THE Reserve Bank Governor, Glenn Stevens, and the Treasury Secretary, Ken Henry, really should get together some time.
This nation’s 20 million-plus residents would be a lot better off if these two guys could reach some sort of agreement over just what is happening in the Australian economy.
Mind you, neither of them has a brilliant track record.
Mr Stevens, for example, is the chap who presided over the massive interest rate hikes of 2007 and 2008 that it now turns out we didn’t need to have.
That was pretty obvious to the mug punters at the time who, every time they pulled into a petrol station, realised they didn’t need an interest rate hike to curb their spending and keep inflation at bay.

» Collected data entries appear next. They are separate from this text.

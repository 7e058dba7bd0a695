//! Border noise removal.
//!
//! Shadows, table edges and the paper's own outline show up as dark
//! regions touching the frame of the photograph. Every dark pixel that is
//! 4-connected to the image boundary through other dark pixels is
//! cleared to white, leaving only interior structure dark.
//!
//! The fill uses an explicit stack and a visited bitmap so each pixel is
//! pushed at most once and call depth stays constant on large images.

use crate::binarize::{BACKGROUND, is_dark};
use crate::types::RgbaImage;

/// Clear every dark region connected to the image boundary, in place.
///
/// Returns the number of pixels cleared.
pub fn clear_border_noise(image: &mut RgbaImage) -> u64 {
    let (w, h) = image.dimensions();
    if w == 0 || h == 0 {
        return 0;
    }

    let width = w as usize;
    let mut visited = vec![false; width * h as usize];
    let mut stack: Vec<(u32, u32)> = Vec::new();

    let seed = |x: u32, y: u32, visited: &mut [bool], stack: &mut Vec<(u32, u32)>| {
        let idx = y as usize * width + x as usize;
        if !visited[idx] && is_dark(*image.get_pixel(x, y)) {
            visited[idx] = true;
            stack.push((x, y));
        }
    };

    for x in 0..w {
        seed(x, 0, &mut visited, &mut stack);
        seed(x, h - 1, &mut visited, &mut stack);
    }
    for y in 0..h {
        seed(0, y, &mut visited, &mut stack);
        seed(w - 1, y, &mut visited, &mut stack);
    }

    let mut cleared = 0u64;
    while let Some((x, y)) = stack.pop() {
        image.put_pixel(x, y, BACKGROUND);
        cleared += 1;

        let neighbors = [
            (x.checked_sub(1), Some(y)),
            ((x + 1 < w).then_some(x + 1), Some(y)),
            (Some(x), y.checked_sub(1)),
            (Some(x), (y + 1 < h).then_some(y + 1)),
        ];
        for (nx, ny) in neighbors {
            let (Some(nx), Some(ny)) = (nx, ny) else {
                continue;
            };
            let idx = ny as usize * width + nx as usize;
            if !visited[idx] && is_dark(*image.get_pixel(nx, ny)) {
                visited[idx] = true;
                stack.push((nx, ny));
            }
        }
    }

    log::debug!("border noise: cleared {cleared} pixels");
    cleared
}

OPEC was already on the job.
Mr Stevens is also the guy who presided over this week’s .25 per cent interest rate hike – again because of fears that a strong economic recovery could bring on inflation.
He’s obviously a “glass half full kind of guy”.
Mr Henry, on the other hand, sounds like the pessimists’ pessimist.
Somewhere along the line he has dropped 20 quid and picked up six pence.
Low expectations you might say.
Mr Henry, who we assume is channeling the same economic data that drove the Reserve Bank to hike up the interest rates, definitely does not take the view that everything is for the best in this best of all possible worlds.
Au contraire. He believes – in spite of the excellent jobs data, business confidence survey results and the like – that the economy is still at serious risk of going to hell in a handbasket.
If the government doesn’t keep on spending as if there is no tomorrow then there might not be one, he argues.
Trouble is the government is spending borrowed money to save an economy that seems to be doing fine.
As of Tuesday, thanks to a dissenting view from the Reserve Bank, the cost to us of that government borrowing has just started to go up.